Edie Kieft
Members of the Tweed Heads & Coolangatta Ladies Life Saving Club from left - back row - Jean Anderson (Captain) standing, Gwen Kieft, Edie Kieft, Ella Martin. Kneeling left Gladys Cook, kneeling right Lena Kempnich, seated left Edna Martin, seated right Ettie Martin. 1923.
It’s not ladylike to be a lifesaver
Local woman Edie Kieft was the first Australian female to win a Surf Bronze Medallion in 1923, however she was refused the medallion owing to the fact that she was a woman.

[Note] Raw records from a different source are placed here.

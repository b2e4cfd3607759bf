use clap::{Arg, Command};
use log::LevelFilter;
use phishguard::{AnalysisResult, EmailAnalyzer, EngineConfig, UrlAnalyzer};
use std::process;

fn main() {
    let matches = Command::new("phishguard")
        .version(env!("CARGO_PKG_VERSION"))
        .about("Heuristic phishing risk analyzer for URLs and email content")
        .arg(
            Arg::new("url")
                .long("url")
                .value_name("URL")
                .help("Analyze a URL for phishing indicators"),
        )
        .arg(
            Arg::new("email-file")
                .long("email-file")
                .value_name("FILE")
                .help("Analyze email body text read from a file"),
        )
        .arg(
            Arg::new("config")
                .short('c')
                .long("config")
                .value_name("FILE")
                .help("Load rule corpus, thresholds, and recommendations from a YAML file"),
        )
        .arg(
            Arg::new("generate-config")
                .long("generate-config")
                .value_name("FILE")
                .help("Write the built-in configuration to a YAML file and exit")
                .action(clap::ArgAction::Set),
        )
        .arg(
            Arg::new("format")
                .long("format")
                .value_name("FORMAT")
                .default_value("text")
                .help("Output format (text, json)"),
        )
        .arg(
            Arg::new("verbose")
                .short('v')
                .long("verbose")
                .help("Enable verbose logging")
                .action(clap::ArgAction::SetTrue),
        )
        .get_matches();

    let log_level = if matches.get_flag("verbose") {
        LevelFilter::Debug
    } else {
        LevelFilter::Info
    };

    env_logger::Builder::from_default_env()
        .filter_level(log_level)
        .init();

    if let Some(path) = matches.get_one::<String>("generate-config") {
        let config = EngineConfig::default();
        if let Err(e) = config.to_file(path) {
            eprintln!("Failed to write configuration to {path}: {e}");
            process::exit(1);
        }
        println!("Configuration written to {path}");
        return;
    }

    let config = match matches.get_one::<String>("config") {
        Some(path) => match EngineConfig::from_file(path) {
            Ok(config) => {
                log::info!("Loaded configuration from {path}");
                config
            }
            Err(e) => {
                eprintln!("Failed to load configuration from {path}: {e}");
                process::exit(1);
            }
        },
        None => EngineConfig::default(),
    };

    let result = if let Some(url) = matches.get_one::<String>("url") {
        UrlAnalyzer::with_config(config.url).analyze(url)
    } else if let Some(path) = matches.get_one::<String>("email-file") {
        let body = match std::fs::read_to_string(path) {
            Ok(body) => body,
            Err(e) => {
                eprintln!("Failed to read {path}: {e}");
                process::exit(1);
            }
        };
        EmailAnalyzer::with_config(config.email).analyze(&body)
    } else {
        eprintln!("Nothing to analyze: pass --url or --email-file (see --help)");
        process::exit(1);
    };

    let report = match result {
        Ok(report) => report,
        Err(e) => {
            eprintln!("{e}");
            process::exit(1);
        }
    };

    let format = matches.get_one::<String>("format").unwrap();
    if format == "json" {
        match serde_json::to_string_pretty(&report) {
            Ok(json) => println!("{json}"),
            Err(e) => {
                eprintln!("Failed to serialize result: {e}");
                process::exit(1);
            }
        }
    } else {
        print_text(&report);
    }
}

fn print_text(report: &AnalysisResult) {
    println!("Subject: {}", report.subject);
    println!(
        "Risk Level: {}",
        report.risk_level.to_string().to_uppercase()
    );
    println!("Risk Score: {}/100", report.risk_score);
    println!();
    println!("Indicators:");
    for group in &report.indicators {
        println!("  {}:", group.category);
        for item in &group.items {
            println!("    - {item}");
        }
    }
    println!();
    println!("Recommendations:");
    for recommendation in &report.recommendations {
        println!("  - {recommendation}");
    }
}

Fit, fierce, and full of bravado, Edie passed the test for the medallion as a 16 year old with the Tweed Heads and Coolangatta Surf Lifesaving Club. She had taken the spot from a man who didn’t turn up for the test. To hide her identity, Edie registered using only her first initial. She passed the gruelling physical test, which two men failed, but once it was discovered she was a woman the medallion was refused to her.
Royal Surf Lifesaving Australia claimed that it wasn’t discriminatory of her gender; they feared that the heavy surf belts might lead to later complications during childbirth. Edie herself remembers I was never told why they refused the award except that it was not lady-like for a woman to be a surf lifesaver. Edie went on to have children later in life.
The refusal of the medal was not a TH&CSLSC decision, but a decision from the Australian head office. In fact the Club had been keen to include women in surf lifesaving since its formation. A ladies’ swimming race was held as early as 1911, to celebrate the opening of the clubhouse at Greenmount. The Club saw the virtues of having young women involved as the community was filled with women who would sacrifice their time, and provide volunteer service.
By 1914 the building at Greenmount housed a ‘Ladies Members’ Room’. In 1919 the Club advertised in the local newspaper for “girls serious of forming and joining a girls’ lifesaving brigade”, resulting in Queensland’s first female lifesaving club being formed at Greenmount in 1922.
The TH&CSLSC campaigned for decades to have Edie’s medallion awarded. Finally, in 1991, the centenary of Surf Lifesaving in Australia, Edie was presented with her medallion; she was 84.
Edie’s Bronze Medallion
In 1991, when Edie was presented with her medallion, an official from Surf Lifesaving New South Wales in Sydney flew up for the day. He presented Edie with a specially minted bronze medallion cut in two so that it could be mounted on a plaque; he also allocated a number on the medallion, 2190, the number Edie would have received in 1923.
Edie passed away in 1998 in a nursing home in Murwillumbah aged 91. Her medallions were loaned to Tweed Regional Museum from the Tweed Heads & Coolangatta Surf Life Saving Club for this exhibition.